Computational methods of modelling protein folding have existed for a couple of decades. But what McGill researcher Jérôme Waldispühl of the McGill Centre for Bioinformatics has done, working with collaborators from MIT, is to develop algorithms that can work from a laptop computer to examine a protein's fundamental chemical properties and then scan a number of possible protein shapes before predicting the final form that the protein is likely to take.

The results have been impressive. Whereas classical techniques for predicting protein folding pathways required hundreds of thousands of CPU hours to compute the folding dynamics of 40 amino acids proteins, the program tFolder implemented by Solomon Shenker -- a former McGill undergraduate student now at Cornell -- has been able to predict correctly in 10 minutes on a single laptop, a coarse-grained representation of the folding pathways of a protein with 60 amino acids.
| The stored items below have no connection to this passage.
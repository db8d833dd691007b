//! Default homepage content, written into tables that are still empty.

use chrono::{TimeDelta, Utc};
use sqlx::{SqliteConnection, SqlitePool};
use tracing::info;
use uuid::Uuid;

use crate::error::SiteError;

struct SeedFeature {
    feature_id: &'static str,
    title: &'static str,
    icon_name: &'static str,
    description: &'static str,
}

const PERSONALIZATION: &[SeedFeature] = &[
    SeedFeature {
        feature_id: "strength",
        title: "Strength",
        icon_name: "Dumbbell",
        description: "Build raw power and sculpt your physique with strength programs that adapt to your performance.",
    },
    SeedFeature {
        feature_id: "cardio",
        title: "Cardio",
        icon_name: "HeartPulse",
        description: "Elevate your endurance with cardio routines that adapt to your heart rate zones in real time.",
    },
    SeedFeature {
        feature_id: "functional",
        title: "Functional",
        icon_name: "Zap",
        description: "Improve mobility, balance, and coordination with workouts built for real-world movement.",
    },
    SeedFeature {
        feature_id: "recovery",
        title: "Recovery",
        icon_name: "GitCommitHorizontal",
        description: "Accelerate recovery and enhance flexibility with guided sessions between hard training days.",
    },
];

struct SeedPlan {
    plan_id: &'static str,
    title: &'static str,
    price: &'static str,
    original_price: Option<&'static str>,
    duration: &'static str,
    tag: Option<&'static str>,
}

const PLANS: &[SeedPlan] = &[
    SeedPlan {
        plan_id: "monthly",
        title: "Monthly",
        price: "₹1199",
        original_price: None,
        duration: "/ month",
        tag: None,
    },
    SeedPlan {
        plan_id: "quarterly",
        title: "3 Months",
        price: "₹3099",
        original_price: Some("₹3597"),
        duration: "/ quarter",
        tag: Some("Save 14%"),
    },
    SeedPlan {
        plan_id: "semi_annually",
        title: "6 Months",
        price: "₹5999",
        original_price: Some("₹7194"),
        duration: "/ half year",
        tag: Some("Save 17%"),
    },
    SeedPlan {
        plan_id: "annually",
        title: "12 Months",
        price: "₹10999",
        original_price: Some("₹14388"),
        duration: "/ year",
        tag: Some("Save 23%"),
    },
];

const MEMBERSHIP_FEATURES: &[&str] = &[
    "Certified Trainers On-Floor",
    "Customized Nutrition Diet Plans",
    "Full Steam Bath Access",
    "Unlimited Group Classes",
    "Locker & Shower Facilities",
];

struct SeedPass {
    pass_id: &'static str,
    title: &'static str,
    price: &'static str,
    duration: &'static str,
    featured: bool,
    features: &'static [&'static str],
}

const PASSES: &[SeedPass] = &[
    SeedPass {
        pass_id: "daily",
        title: "Daily Pass",
        price: "₹199",
        duration: "/ Day",
        featured: false,
        features: &["Full Gym Floor Access", "Cardio Zone Entry", "Locker Usage"],
    },
    SeedPass {
        pass_id: "weekly",
        title: "Weekly Pass",
        price: "₹699",
        duration: "/ Week",
        featured: true,
        features: &[
            "Everything in Daily Pass",
            "Access to Functional Zone",
            "1 Group Class Entry",
            "Priority Support",
        ],
    },
    SeedPass {
        pass_id: "fortnight",
        title: "Fortnight Pass",
        price: "₹799",
        duration: "/ 15 Days",
        featured: false,
        features: &[
            "Everything in Weekly Pass",
            "Unlimited Group Classes",
            "1 Free Supplement Shake",
        ],
    },
];

struct SeedPost {
    platform: &'static str,
    caption: &'static str,
    media_key: &'static str,
    likes: i64,
    comments: i64,
    timestamp: &'static str,
}

const POSTS: &[SeedPost] = &[
    SeedPost {
        platform: "instagram",
        caption: "Pushing limits and breaking barriers in the Strength Matrix today! #Strength",
        media_key: "social/strength-post-01.jpg",
        likes: 1254,
        comments: 45,
        timestamp: "2025-09-06 10:00:00+00:00",
    },
    SeedPost {
        platform: "facebook",
        caption: "That feeling after a killer cardio session on the new treadmills.",
        media_key: "social/cardio-post-01.jpg",
        likes: 832,
        comments: 22,
        timestamp: "2025-09-05 18:30:00+00:00",
    },
    SeedPost {
        platform: "instagram",
        caption: "Finding my flow in the yoga studio. Perfect way to end the week. #MindAndBody",
        media_key: "social/yoga-post-01.jpg",
        likes: 2109,
        comments: 88,
        timestamp: "2025-09-05 12:00:00+00:00",
    },
    SeedPost {
        platform: "facebook",
        caption: "Our functional training zone is no joke! Stronger and more agile every day.",
        media_key: "social/functional-post-01.jpg",
        likes: 641,
        comments: 15,
        timestamp: "2025-09-04 09:00:00+00:00",
    },
];

fn new_id() -> String {
    Uuid::new_v4().to_string()
}

async fn is_empty(conn: &mut SqliteConnection, table: &str) -> Result<bool, SiteError> {
    let count: i64 = sqlx::query_scalar(&format!("SELECT COUNT(*) FROM {table}"))
        .fetch_one(conn)
        .await?;
    Ok(count == 0)
}

/// Seeds every content table that has no rows yet. Tables with content are left alone.
pub async fn seed_if_empty(pool: &SqlitePool) -> Result<(), SiteError> {
    let mut tx = pool.begin().await?;

    if is_empty(&mut tx, "personalization_features").await? {
        let base = Utc::now();
        for (offset, feature) in (0_i64..).zip(PERSONALIZATION) {
            sqlx::query(
                r#"
                INSERT INTO personalization_features (
                    id, feature_id, title, description, image_key, icon_name, created_at
                )
                VALUES (?, ?, ?, ?, NULL, ?, ?)
                "#,
            )
            .bind(new_id())
            .bind(feature.feature_id)
            .bind(feature.title)
            .bind(feature.description)
            .bind(feature.icon_name)
            .bind(base + TimeDelta::seconds(offset))
            .execute(&mut *tx)
            .await?;
        }
        info!(rows = PERSONALIZATION.len(), "seeded personalization_features");
    }

    if is_empty(&mut tx, "membership_plans").await? {
        for (position, plan) in (1_i64..).zip(PLANS) {
            sqlx::query(
                r#"
                INSERT INTO membership_plans (
                    id, plan_id, title, price, original_price, duration, href, tag, sort_order
                )
                VALUES (?, ?, ?, ?, ?, ?, ?, ?, ?)
                "#,
            )
            .bind(new_id())
            .bind(plan.plan_id)
            .bind(plan.title)
            .bind(plan.price)
            .bind(plan.original_price)
            .bind(plan.duration)
            .bind(format!("https://wa.me/?text=membership_{}", plan.plan_id))
            .bind(plan.tag)
            .bind(position)
            .execute(&mut *tx)
            .await?;
        }
        info!(rows = PLANS.len(), "seeded membership_plans");
    }

    if is_empty(&mut tx, "membership_features").await? {
        for (position, text) in (1_i64..).zip(MEMBERSHIP_FEATURES) {
            sqlx::query("INSERT INTO membership_features (id, feature_text, sort_order) VALUES (?, ?, ?)")
                .bind(new_id())
                .bind(*text)
                .bind(position)
                .execute(&mut *tx)
                .await?;
        }
        info!(rows = MEMBERSHIP_FEATURES.len(), "seeded membership_features");
    }

    if is_empty(&mut tx, "access_passes").await? {
        for (position, pass) in (1_i64..).zip(PASSES) {
            sqlx::query(
                r#"
                INSERT INTO access_passes (
                    id, pass_id, title, price, duration, href, featured, sort_order
                )
                VALUES (?, ?, ?, ?, ?, ?, ?, ?)
                "#,
            )
            .bind(new_id())
            .bind(pass.pass_id)
            .bind(pass.title)
            .bind(pass.price)
            .bind(pass.duration)
            .bind(format!("https://wa.me/?text=plan_{}", pass.pass_id))
            .bind(pass.featured)
            .bind(position)
            .execute(&mut *tx)
            .await?;

            for (feature_position, text) in (1_i64..).zip(pass.features) {
                sqlx::query(
                    "INSERT INTO pass_features (id, pass_id, feature_text, sort_order) VALUES (?, ?, ?, ?)",
                )
                .bind(new_id())
                .bind(pass.pass_id)
                .bind(*text)
                .bind(feature_position)
                .execute(&mut *tx)
                .await?;
            }
        }
        info!(rows = PASSES.len(), "seeded access_passes and pass_features");
    }

    if is_empty(&mut tx, "social_posts").await? {
        for post in POSTS {
            sqlx::query(
                r#"
                INSERT INTO social_posts (id, platform, caption, media_key, likes, comments, timestamp)
                VALUES (?, ?, ?, ?, ?, ?, ?)
                "#,
            )
            .bind(new_id())
            .bind(post.platform)
            .bind(post.caption)
            .bind(post.media_key)
            .bind(post.likes)
            .bind(post.comments)
            .bind(post.timestamp)
            .execute(&mut *tx)
            .await?;
        }
        info!(rows = POSTS.len(), "seeded social_posts");
    }

    tx.commit().await?;
    Ok(())
}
Waldispühl and his students continue to work on their algorithm to improve its success rate at predicting protein folding with broader categories of proteins including some that are important in DNA-binding. The research was recently presented at the 15th Annual International Conference in Research in Computational Molecular Biology (RECOMB 2011).

The research was funded by McGill and the NSERC discovery grant program.


Story Source:

The above story is based on materials provided by McGill University. Note: Materials may be edited for content and length.


Cite This Page:

McGill University. "Protein folding made easy." ScienceDaily. ScienceDaily, 8 June 2011. <www.sciencedaily.com/releases/2011/06/110607121135.htm>.
McGill University. (2011, June 8). Protein folding made easy. ScienceDaily. Retrieved December 22, 2014 from www.sciencedaily.com/releases/2011/06/110607121135.htm
McGill University. "Protein folding made easy." ScienceDaily. www.sciencedaily.com/releases/2011/06/110607121135.htm (accessed December 22, 2014).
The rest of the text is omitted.